[Records for this exercise]:
------------------------
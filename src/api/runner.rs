//! High-level engine runner and builder.
//!
//! [`EngineRunner`] (constructed via [`EngineRunnerBuilder`]) wires the
//! orchestrator to its provider registry and repositories, spawns
//! executions, and hands out [`ExecutionHandle`]s for status polling and
//! event streaming.

use std::collections::HashMap;
use std::sync::Arc;

use serde_json::Value;
use tokio::sync::broadcast;
use tokio::sync::Mutex;

use crate::config::EngineConfig;
use crate::domain::{build_tree, Execution, ExecutionNode, NodeTree, Session};
use crate::engine::{ExecuteRequest, Orchestrator};
use crate::error::{EngineError, EngineResult};
use crate::events::{EngineEvent, EventBus};
use crate::llm::ProviderRegistry;
use crate::repository::{
    ExecutionRepository, InMemoryExecutionRepository, InMemorySessionRepository,
    SessionRepository, StorageError,
};

/// Status of a spawned execution as seen through its handle.
#[derive(Debug, Clone)]
pub enum RunStatus {
    Running,
    /// Terminal record; inspect `status` for completed vs failed.
    Finished(Execution),
    /// Rejected at entry; no execution record was created.
    Rejected(String),
}

/// Handle to a running or finished execution.
pub struct ExecutionHandle {
    execution_id: String,
    status: Arc<Mutex<RunStatus>>,
    bus: Arc<EventBus>,
}

impl ExecutionHandle {
    pub fn execution_id(&self) -> &str {
        &self.execution_id
    }

    pub async fn status(&self) -> RunStatus {
        self.status.lock().await.clone()
    }

    pub async fn wait(&self) -> RunStatus {
        loop {
            let status = self.status.lock().await.clone();
            match &status {
                RunStatus::Running => {
                    tokio::time::sleep(std::time::Duration::from_millis(50)).await;
                }
                _ => return status,
            }
        }
    }

    /// Snapshot of events so far plus a live receiver.
    pub fn subscribe(&self) -> (Vec<EngineEvent>, broadcast::Receiver<EngineEvent>) {
        self.bus.subscribe(&self.execution_id)
    }

    /// The retained event log.
    pub fn events(&self) -> Vec<EngineEvent> {
        self.bus.events(&self.execution_id)
    }
}

pub struct EngineRunnerBuilder {
    config: EngineConfig,
    providers: Option<Arc<ProviderRegistry>>,
    executions: Option<Arc<dyn ExecutionRepository>>,
    sessions: Option<Arc<dyn SessionRepository>>,
}

impl EngineRunnerBuilder {
    pub fn config(mut self, config: EngineConfig) -> Self {
        self.config = config;
        self
    }

    pub fn providers(mut self, providers: Arc<ProviderRegistry>) -> Self {
        self.providers = Some(providers);
        self
    }

    pub fn executions(mut self, repo: Arc<dyn ExecutionRepository>) -> Self {
        self.executions = Some(repo);
        self
    }

    pub fn sessions(mut self, repo: Arc<dyn SessionRepository>) -> Self {
        self.sessions = Some(repo);
        self
    }

    pub fn build(self) -> EngineRunner {
        let providers = self
            .providers
            .unwrap_or_else(|| Arc::new(ProviderRegistry::with_builtins()));
        let executions = self
            .executions
            .unwrap_or_else(|| Arc::new(InMemoryExecutionRepository::new()));
        let sessions = self
            .sessions
            .unwrap_or_else(|| Arc::new(InMemorySessionRepository::new()));
        let orchestrator = Arc::new(Orchestrator::new(
            self.config,
            providers,
            executions.clone(),
            sessions.clone(),
        ));
        EngineRunner {
            orchestrator,
            executions,
            sessions,
        }
    }
}

pub struct EngineRunner {
    orchestrator: Arc<Orchestrator>,
    executions: Arc<dyn ExecutionRepository>,
    sessions: Arc<dyn SessionRepository>,
}

impl EngineRunner {
    pub fn builder() -> EngineRunnerBuilder {
        EngineRunnerBuilder {
            config: EngineConfig::default(),
            providers: None,
            executions: None,
            sessions: None,
        }
    }

    /// Spawn an execution and return its handle immediately. The handle's
    /// execution id is fixed up front so subscribers can attach before the
    /// first event.
    pub fn execute(&self, mut request: ExecuteRequest) -> ExecutionHandle {
        let execution_id = request
            .execution_id
            .get_or_insert_with(|| uuid::Uuid::new_v4().to_string())
            .clone();
        let bus = self.orchestrator.bus();
        bus.register(&execution_id);

        let status = Arc::new(Mutex::new(RunStatus::Running));
        let status_exec = status.clone();
        let orchestrator = self.orchestrator.clone();
        tokio::spawn(async move {
            match orchestrator.run(request).await {
                Ok(execution) => {
                    *status_exec.lock().await = RunStatus::Finished(execution);
                }
                Err(e) => {
                    *status_exec.lock().await = RunStatus::Rejected(e.to_string());
                }
            }
        });

        ExecutionHandle {
            execution_id,
            status,
            bus,
        }
    }

    /// Run an execution to completion and return the terminal record.
    pub async fn execute_and_wait(&self, request: ExecuteRequest) -> EngineResult<Execution> {
        self.orchestrator.run(request).await
    }

    pub async fn get_execution(&self, id: &str) -> EngineResult<Execution> {
        self.orchestrator.get_execution(id).await
    }

    pub async fn get_nodes(&self, id: &str) -> EngineResult<Vec<ExecutionNode>> {
        self.executions
            .list_nodes(id)
            .await
            .map_err(|e| EngineError::Storage(e.to_string()))
    }

    /// Materialized execution tree, siblings ordered by sequence number.
    pub async fn get_tree(&self, id: &str) -> EngineResult<NodeTree> {
        let nodes = self.get_nodes(id).await?;
        build_tree(&nodes).ok_or_else(|| EngineError::ExecutionNotFound(id.to_string()))
    }

    pub async fn list_executions(&self) -> EngineResult<Vec<Execution>> {
        self.executions
            .list_executions()
            .await
            .map_err(|e| EngineError::Storage(e.to_string()))
    }

    // Session and memory CRUD passthrough.

    pub async fn create_session(
        &self,
        name: String,
        context: Option<String>,
    ) -> EngineResult<Session> {
        self.sessions
            .create(Session::new(name, context))
            .await
            .map_err(storage_err)
    }

    pub async fn get_session(&self, id: &str) -> EngineResult<Session> {
        self.sessions
            .get(id)
            .await
            .map_err(storage_err)?
            .ok_or_else(|| EngineError::SessionNotFound(id.to_string()))
    }

    pub async fn list_sessions(&self) -> EngineResult<Vec<Session>> {
        self.sessions.list().await.map_err(storage_err)
    }

    pub async fn delete_session(&self, id: &str) -> EngineResult<()> {
        self.sessions.delete(id).await.map_err(storage_err)
    }

    pub async fn get_memory(&self, session_id: &str) -> EngineResult<HashMap<String, Value>> {
        Ok(self.get_session(session_id).await?.memory)
    }

    pub async fn set_memory_key(
        &self,
        session_id: &str,
        key: &str,
        value: Value,
    ) -> EngineResult<()> {
        self.sessions
            .set_memory_key(session_id, key, value)
            .await
            .map_err(storage_err)
    }

    pub async fn delete_memory_key(&self, session_id: &str, key: &str) -> EngineResult<()> {
        self.sessions
            .delete_memory_key(session_id, key)
            .await
            .map_err(storage_err)
    }
}

fn storage_err(e: StorageError) -> EngineError {
    match e {
        StorageError::NotFound(what) => EngineError::SessionNotFound(what),
        other => EngineError::Storage(other.to_string()),
    }
}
------------------------
[Prompt]: Count the lines above in which the string "EngineRunnerBuilder" occurs. Give that number and nothing else.

[Reply to the task]: 5